Unfortunately if that were genuine then the UN or US would have been intervening in Zimbabwe, Iran, Syria, Myanmar, Yemen and Bahrain to name but a few of the recent instances where massacres of civilians have been overlooked.
Yet it was Obama who criticised George Bush for going to war in Iraq.
In the case of Bush the policy on intervention was if you are a threat to the US you will run the risk of invasion.
Obama’s is far less clear — intervening in civilian massacres has been — at best — selective.
Why Libya?
What is his foreign policy on intervention?
If you don’t subscribe to our value system and we don’t like you — only way I can distinguish this from the Syrians and protesters in Bahrain who are being butchered — then we might pop in to blow you to kingdom come?

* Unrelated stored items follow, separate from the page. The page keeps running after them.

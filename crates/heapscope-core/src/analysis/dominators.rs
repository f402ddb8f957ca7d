//! # Dominator Tree
//!
//! Immediate dominators over the object graph, rooted at a virtual start
//! node whose children are every root-edge target (data segments, stack
//! frames, other roots). The immediate dominator of an object is the
//! nearest node every path from the roots must pass through, so the bytes
//! dominated by an object are exactly what a collector would reclaim if the
//! object were cut loose.
//!
//! This is the iterative Cooper-Harvey-Kennedy construction: number nodes
//! in postorder from the roots, then intersect dominator chains over the
//! predecessors (taken from the referrer index) in reverse postorder until
//! the fixed point.

use crate::analysis::referrers::ReferrerIndex;
use crate::dump::{Dump, ObjId};
use crate::error::Result;

const UNDEF: u32 = u32::MAX;

/// Immediate-dominator relation plus per-node retained sizes.
pub struct DominatorTree
{
    /// Node count without the virtual start; the start's index is `num`.
    num: usize,
    /// idom per node, `UNDEF` for unreachable nodes. `idom[num]` is the
    /// virtual start itself.
    idom: Vec<u32>,
    /// Postorder number per node; `UNDEF` marks unreachable.
    po_num: Vec<u32>,
    /// Total bytes retained per node; index `num` holds the total for the
    /// whole reachable heap.
    domsize: Vec<u64>,
}

impl DominatorTree
{
    /// Compute dominators for the dump's rooted object graph.
    pub fn build(d: &Dump, refs: &ReferrerIndex) -> Result<DominatorTree>
    {
        let num = d.num_objects();
        let start = num;

        let (roots, is_root) = collect_roots(d);
        let (postorder, po_num) = postorder_from_roots(d, &roots)?;

        // Fixed point: everything starts undefined except the virtual start
        // (its own dominator) and the roots (dominated by the start).
        let mut idom = vec![UNDEF; num + 1];
        idom[start] = start as u32;
        for &r in &roots {
            idom[r.index()] = start as u32;
        }

        let mut changed = true;
        while changed {
            changed = false;
            for &node in postorder.iter().rev() {
                let node = node as usize;
                // Roots have the virtual start as a predecessor; everything
                // else only has its heap referrers.
                let mut new_idom: Option<u32> = is_root[node].then_some(start as u32);
                for p in refs.referrers(ObjId::from_index(node)) {
                    let p = p.index();
                    if po_num[p] == UNDEF || idom[p] == UNDEF {
                        // unreachable or not yet processed
                        continue;
                    }
                    new_idom = Some(match new_idom {
                        None => p as u32,
                        Some(cur) => intersect(p as u32, cur, &idom, &po_num),
                    });
                }
                if let Some(ni) = new_idom {
                    if idom[node] != ni {
                        idom[node] = ni;
                        changed = true;
                    }
                }
            }
        }

        // Postorder guarantees every node is processed before its dominator,
        // so one forward pass accumulates retained sizes bottom-up.
        let mut domsize = vec![0u64; num + 1];
        for &node in &postorder {
            let node = node as usize;
            domsize[node] += d.size(ObjId::from_index(node));
            let dom = idom[node] as usize;
            domsize[dom] += domsize[node];
        }

        Ok(DominatorTree {
            num,
            idom,
            po_num,
            domsize,
        })
    }

    /// Whether any root reaches this object.
    pub fn is_reachable(&self, x: ObjId) -> bool
    {
        self.po_num[x.index()] != UNDEF
    }

    /// The object's immediate dominator; `None` when the object is
    /// unreachable or dominated directly by the roots.
    pub fn idom(&self, x: ObjId) -> Option<ObjId>
    {
        let dom = self.idom[x.index()];
        if dom == UNDEF || dom as usize == self.num {
            return None;
        }
        Some(ObjId::from_index(dom as usize))
    }

    /// Bytes that would become unreachable if `x` were cut: the object
    /// itself plus everything it dominates. Zero for unreachable objects.
    pub fn retained_size(&self, x: ObjId) -> u64
    {
        self.domsize[x.index()]
    }

    /// Total bytes reachable from the roots.
    pub fn total_reachable(&self) -> u64
    {
        self.domsize[self.num]
    }
}

/// Union of all root-edge targets, deduplicated.
fn collect_roots(d: &Dump) -> (Vec<ObjId>, Vec<bool>)
{
    let mut is_root = vec![false; d.num_objects()];
    let mut roots = Vec::new();
    let mut push = |x: ObjId, is_root: &mut Vec<bool>, roots: &mut Vec<ObjId>| {
        if !is_root[x.index()] {
            is_root[x.index()] = true;
            roots.push(x);
        }
    };

    for seg in [d.data.as_ref(), d.bss.as_ref()].into_iter().flatten() {
        for e in &seg.edges {
            push(e.to, &mut is_root, &mut roots);
        }
    }
    for frame in &d.frames {
        for e in &frame.edges {
            push(e.to, &mut is_root, &mut roots);
        }
    }
    for root in &d.other_roots {
        if let Some(e) = &root.edge {
            push(e.to, &mut is_root, &mut roots);
        }
    }
    (roots, is_root)
}

/// Iterative depth-first postorder over the heap graph from the roots.
///
/// Nodes carry a three-state color (unseen, on the stack, done); the work
/// stack holds each node twice, once to expand its children and once to
/// emit it to the postorder.
fn postorder_from_roots(d: &Dump, roots: &[ObjId]) -> Result<(Vec<u32>, Vec<u32>)>
{
    const UNSEEN: u8 = 0;
    const ON_STACK: u8 = 1;
    const DONE: u8 = 2;

    let num = d.num_objects();
    let mut color = vec![UNSEEN; num];
    let mut postorder: Vec<u32> = Vec::new();
    let mut po_num = vec![UNDEF; num + 1];
    let mut stack: Vec<(u32, bool)> = Vec::new();
    let mut scanner = d.scanner();

    for &root in roots {
        if color[root.index()] != UNSEEN {
            continue;
        }
        stack.push((root.index() as u32, false));
        while let Some((node, expand_done)) = stack.pop() {
            let ni = node as usize;
            if expand_done {
                color[ni] = DONE;
                po_num[ni] = postorder.len() as u32;
                postorder.push(node);
                continue;
            }
            if color[ni] != UNSEEN {
                continue;
            }
            color[ni] = ON_STACK;
            stack.push((node, true));
            for e in scanner.edges(ObjId::from_index(ni))? {
                if color[e.to.index()] == UNSEEN {
                    stack.push((e.to.index() as u32, false));
                }
            }
        }
    }

    // The virtual start is processed conceptually last; give it the highest
    // postorder number so dominator-chain walks terminate there.
    po_num[num] = postorder.len() as u32;
    Ok((postorder, po_num))
}

/// Walk both dominator chains up to their first common node, comparing by
/// postorder number.
fn intersect(mut a: u32, mut b: u32, idom: &[u32], po_num: &[u32]) -> u32
{
    while a != b {
        while po_num[a as usize] < po_num[b as usize] {
            a = idom[a as usize];
        }
        while po_num[b as usize] < po_num[a as usize] {
            b = idom[b as usize];
        }
    }
    a
}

And at least Bush had the decency to ask Congress for its blessing before going to war because that is what this is.
I would trust the US Congress every time but the UN maybe 20% of the time.
Obama has ordered air and naval strikes on a country that has neither threatened nor attacked the US. In terms of the US Constitution the power to declare war is entrusted solely to Congress.
On what basis was Obama authorised to intervene in Libya?
Yes the UN has authorised its member states to take action but that does not mean that the president of the US does not need Congress to authorise it before the US gets involved.
He is obliged to obtain its approval before committing American assets to any conflict.
Certain Republicans are claiming that his conduct is impeachable.
It certainly merits sanctions.
To my mind the biggest sin committed by Obama, British Prime Minister David Cameron and French President Nicolas Sarkozy is in opening the door to the United Nations – the worst hypocrites and most untrustworthy body on the planet – intervening in a sovereign country and, even as the Western leaders try and backtrack from this reality, bringing about regime change.
Personally I can’t stand Gaddafi but I would accept him in Libya a million times over before setting the precedent of the United Nations deciding on where to intervene and which regimes need changing.
If you have any doubts about that just look at which countries sit — or used to sit — on the Human Rights Council.